◆ What you need to do
Copy down all of the data underneath, exactly as shown.
++++ Exercise inputs ++++
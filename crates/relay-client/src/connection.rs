// Copyright (c) 2026 Roman Barinov <rbarinov@gmail.com>
// Licensed under the FSL-1.1-NC.

use crate::pending::PendingAcks;
use futures::{SinkExt, StreamExt};
use relay_core::ws::{self, Outbound};
use relay_core::{AuthToken, Error, EventPacket, Packet, RelayEvent, Result};
use serde_json::Value;
use std::sync::atomic::{AtomicBool, Ordering};
use std::sync::Arc;
use std::time::Duration;
use tokio::sync::mpsc;
use tokio::time::timeout;
use tracing::{debug, info, warn};

/// One WebSocket connection to the relay, shared by the proxy client and
/// every facade created from it.
pub struct RelayLink {
    sid: String,
    outbound: mpsc::UnboundedSender<Outbound>,
    pending: PendingAcks,
    ack_timeout: Duration,
    closed: AtomicBool,
}

impl RelayLink {
    /// Builds a link around an outbound queue. The caller drains the
    /// returned receiver into the actual socket.
    pub fn channel(
        sid: impl Into<String>,
        ack_timeout: Duration,
    ) -> (Arc<Self>, mpsc::UnboundedReceiver<Outbound>) {
        let (tx, rx) = mpsc::unbounded_channel();
        let link = Arc::new(Self {
            sid: sid.into(),
            outbound: tx,
            pending: PendingAcks::new(),
            ack_timeout,
            closed: AtomicBool::new(false),
        });
        (link, rx)
    }

    pub fn sid(&self) -> &str {
        &self.sid
    }

    pub fn is_closed(&self) -> bool {
        self.closed.load(Ordering::SeqCst) || self.outbound.is_closed()
    }

    /// Fire-and-forget. Returns whether the event was queued.
    pub fn send(&self, event: RelayEvent) -> bool {
        if self.is_closed() {
            return false;
        }
        let name = event.name();
        match event.into_packet(None) {
            Ok(packet) => self.outbound.send(Outbound::Packet(packet)).is_ok(),
            Err(e) => {
                warn!("Failed to encode {}: {}", name, e);
                false
            }
        }
    }

    /// Sends an event that expects an acknowledgement and waits for it.
    pub async fn request(&self, event: RelayEvent) -> Result<Vec<Value>> {
        if self.is_closed() {
            return Err(Error::NotConnected);
        }

        let (ack_id, rx) = self.pending.register().await;
        let packet = match event.into_packet(Some(ack_id)) {
            Ok(packet) => packet,
            Err(e) => {
                self.pending.cancel(ack_id).await;
                return Err(e);
            }
        };

        if self.outbound.send(Outbound::Packet(packet)).is_err() {
            self.pending.cancel(ack_id).await;
            return Err(Error::NotConnected);
        }

        match timeout(self.ack_timeout, rx).await {
            Ok(Ok(args)) => Ok(args),
            Ok(Err(_)) => Err(Error::NotConnected),
            Err(_) => {
                self.pending.cancel(ack_id).await;
                Err(Error::RequestTimeout)
            }
        }
    }

    pub async fn complete_ack(&self, ack_id: u64, args: Vec<Value>) -> bool {
        self.pending.complete(ack_id, args).await
    }

    pub fn close(&self) {
        if !self.closed.swap(true, Ordering::SeqCst) {
            let _ = self.outbound.send(Outbound::Close);
        }
    }

    pub(crate) async fn shutdown(&self) {
        self.closed.store(true, Ordering::SeqCst);
        self.pending.cancel_all().await;
    }
}

impl std::fmt::Debug for RelayLink {
    fn fmt(&self, f: &mut std::fmt::Formatter<'_>) -> std::fmt::Result {
        f.debug_struct("RelayLink")
            .field("sid", &self.sid)
            .field("closed", &self.is_closed())
            .finish()
    }
}

/// Opens the transport and waits for the relay to assign a sid.
///
/// Returns the link and the stream of relay events. The stream ends when the
/// transport closes, after pending acknowledgements have been dropped.
pub async fn open(
    address: &str,
    ack_timeout: Duration,
) -> Result<(Arc<RelayLink>, mpsc::UnboundedReceiver<EventPacket>)> {
    let (ws_stream, _) = tokio_tungstenite::connect_async(address)
        .await
        .map_err(|e| Error::Connection(format!("connection failed: {}", e)))?;

    let (mut sink, mut stream) = ws_stream.split();
    let sid = ws::expect_open(&mut stream).await?;
    info!("Relay transport open, sid={}", sid);

    let (link, mut outbound) = RelayLink::channel(sid, ack_timeout);
    let (events_tx, events_rx) = mpsc::unbounded_channel();

    tokio::spawn(async move {
        while let Some(item) = outbound.recv().await {
            match item {
                Outbound::Packet(packet) => {
                    if let Err(e) = ws::send_packet(&mut sink, &packet).await {
                        warn!("Failed to write to relay: {}", e);
                        break;
                    }
                }
                Outbound::Close => {
                    let _ = sink.close().await;
                    break;
                }
            }
        }
    });

    let reader_link = link.clone();
    tokio::spawn(async move {
        loop {
            match ws::recv_packet(&mut stream).await {
                Ok(Some(Packet::Ack(ack))) => {
                    if !reader_link.complete_ack(ack.ack, ack.args).await {
                        debug!("Ack {} arrived with no waiter", ack.ack);
                    }
                }
                Ok(Some(Packet::Event(event))) => {
                    if events_tx.send(event).is_err() {
                        break;
                    }
                }
                Ok(Some(Packet::Open(_))) => {
                    warn!("Ignoring repeated open packet on sid={}", reader_link.sid());
                }
                Ok(None) => break,
                Err(Error::InvalidPacket(e)) => {
                    warn!("Dropping malformed relay frame: {}", e);
                }
                Err(e) => {
                    warn!("Relay transport error: {}", e);
                    break;
                }
            }
        }
        reader_link.close();
        reader_link.shutdown().await;
    });

    Ok((link, events_rx))
}

/// Performs the `AUTH_PROXY` round trip. Only an acknowledgement of `true`
/// counts as success.
pub async fn authenticate(link: &RelayLink, auth: Option<AuthToken>) -> Result<()> {
    let args = link.request(RelayEvent::AuthProxy { auth }).await?;
    match args.first() {
        Some(Value::Bool(true)) => Ok(()),
        _ => Err(Error::AuthenticationFailed),
    }
}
++++
◆ Exercise response
filename crates/relay-client/src/connection.rs
// Copyright (c) 2026 Roman Barinov <rbarinov@gmail.com>
// Licensed under the FSL-1.1-NC.

use crate::pending::PendingAcks;
use futures::{SinkExt, StreamExt};
use relay_core::ws::{self, Outbound};
use relay_core::{AuthToken, Error, EventPacket, Packet, RelayEvent, Result};
use serde_json::Value;
use std::sync::atomic::{AtomicBool, Ordering};
use std::sync::Arc;
use std::time::Duration;
use tokio::sync::mpsc;
use tokio::time::timeout;
use tracing::{debug, info, warn};

/// One WebSocket connection to the relay, shared by the proxy client and
/// every facade created from it.
pub struct RelayLink {
    sid: String,
    outbound: mpsc::UnboundedSender<Outbound>,
    pending: PendingAcks,
    ack_timeout: Duration,
    closed: AtomicBool,
}

impl RelayLink {
    /// Builds a link around an outbound queue. The caller drains the
    /// returned receiver into the actual socket.
    pub fn channel(
        sid: impl Into<String>,
        ack_timeout: Duration,
    ) -> (Arc<Self>, mpsc::UnboundedReceiver<Outbound>) {
        let (tx, rx) = mpsc::unbounded_channel();
        let link = Arc::new(Self {
            sid: sid.into(),
            outbound: tx,
            pending: PendingAcks::new(),
            ack_timeout,
            closed: AtomicBool::new(false),
        });
        (link, rx)
    }

    pub fn sid(&self) -> &str {
        &self.sid
    }

    pub fn is_closed(&self) -> bool {
        self.closed.load(Ordering::SeqCst) || self.outbound.is_closed()
    }

    /// Fire-and-forget. Returns whether the event was queued.
    pub fn send(&self, event: RelayEvent) -> bool {
        if self.is_closed() {
            return false;
        }
        let name = event.name();
        match event.into_packet(None) {
            Ok(packet) => self.outbound.send(Outbound::Packet(packet)).is_ok(),
            Err(e) => {
                warn!("Failed to encode {}: {}", name, e);
                false
            }
        }
    }

    /// Sends an event that expects an acknowledgement and waits for it.
    pub async fn request(&self, event: RelayEvent) -> Result<Vec<Value>> {
        if self.is_closed() {
            return Err(Error::NotConnected);
        }

        let (ack_id, rx) = self.pending.register().await;
        let packet = match event.into_packet(Some(ack_id)) {
            Ok(packet) => packet,
            Err(e) => {
                self.pending.cancel(ack_id).await;
                return Err(e);
            }
        };

        if self.outbound.send(Outbound::Packet(packet)).is_err() {
            self.pending.cancel(ack_id).await;
            return Err(Error::NotConnected);
        }

        match timeout(self.ack_timeout, rx).await {
            Ok(Ok(args)) => Ok(args),
            Ok(Err(_)) => Err(Error::NotConnected),
            Err(_) => {
                self.pending.cancel(ack_id).await;
                Err(Error::RequestTimeout)
            }
        }
    }

    pub async fn complete_ack(&self, ack_id: u64, args: Vec<Value>) -> bool {
        self.pending.complete(ack_id, args).await
    }

    pub fn close(&self) {
        if !self.closed.swap(true, Ordering::SeqCst) {
            let _ = self.outbound.send(Outbound::Close);
        }
    }

    pub(crate) async fn shutdown(&self) {
        self.closed.store(true, Ordering::SeqCst);
        self.pending.cancel_all().await;
    }
}

impl std::fmt::Debug for RelayLink {
    fn fmt(&self, f: &mut std::fmt::Formatter<'_>) -> std::fmt::Result {
        f.debug_struct("RelayLink")
            .field("sid", &self.sid)
            .field("closed", &self.is_closed())
            .finish()
    }
}

/// Opens the transport and waits for the relay to assign a sid.
///
/// Returns the link and the stream of relay events. The stream ends when the
/// transport closes, after pending acknowledgements have been dropped.
pub async fn open(
    address: &str,
    ack_timeout: Duration,
) -> Result<(Arc<RelayLink>, mpsc::UnboundedReceiver<EventPacket>)> {
    let (ws_stream, _) = tokio_tungstenite::connect_async(address)
        .await
        .map_err(|e| Error::Connection(format!("connection failed: {}", e)))?;

    let (mut sink, mut stream) = ws_stream.split();
    let sid = ws::expect_open(&mut stream).await?;
    info!("Relay transport open, sid={}", sid);

    let (link, mut outbound) = RelayLink::channel(sid, ack_timeout);
    let (events_tx, events_rx) = mpsc::unbounded_channel();

    tokio::spawn(async move {
        while let Some(item) = outbound.recv().await {
            match item {
                Outbound::Packet(packet) => {
                    if let Err(e) = ws::send_packet(&mut sink, &packet).await {
                        warn!("Failed to write to relay: {}", e);
                        break;
                    }
                }
                Outbound::Close => {
                    let _ = sink.close().await;
                    break;
                }
            }
        }
    });

    let reader_link = link.clone();
    tokio::spawn(async move {
        loop {
            match ws::recv_packet(&mut stream).await {
                Ok(Some(Packet::Ack(ack))) => {
                    if !reader_link.complete_ack(ack.ack, ack.args).await {
                        debug!("Ack {} arrived with no waiter", ack.ack);
                    }
                }
                Ok(Some(Packet::Event(event))) => {
                    if events_tx.send(event).is_err() {
                        break;
                    }
                }
                Ok(Some(Packet::Open(_))) => {
                    warn!("Ignoring repeated open packet on sid={}", reader_link.sid());
                }
                Ok(None) => break,
                Err(Error::InvalidPacket(e)) => {
                    warn!("Dropping malformed relay frame: {}", e);
                }
                Err(e) => {
                    warn!("Relay transport error: {}", e);
                    break;
                }
            }
        }
        reader_link.close();
        reader_link.shutdown().await;
    });

    Ok((link, events_rx))
}

/// Performs the `AUTH_PROXY` round trip. Only an acknowledgement of `true`
/// counts as success.
pub async fn authenticate(link: &RelayLink, auth: Option<AuthToken>) -> Result<()> {
    let args = link.request(RelayEvent::AuthProxy { auth }).await?;
    match args.first() {
        Some(Value::Bool(true)) => Ok(()),
        _ => Err(Error::AuthenticationFailed),
    }
}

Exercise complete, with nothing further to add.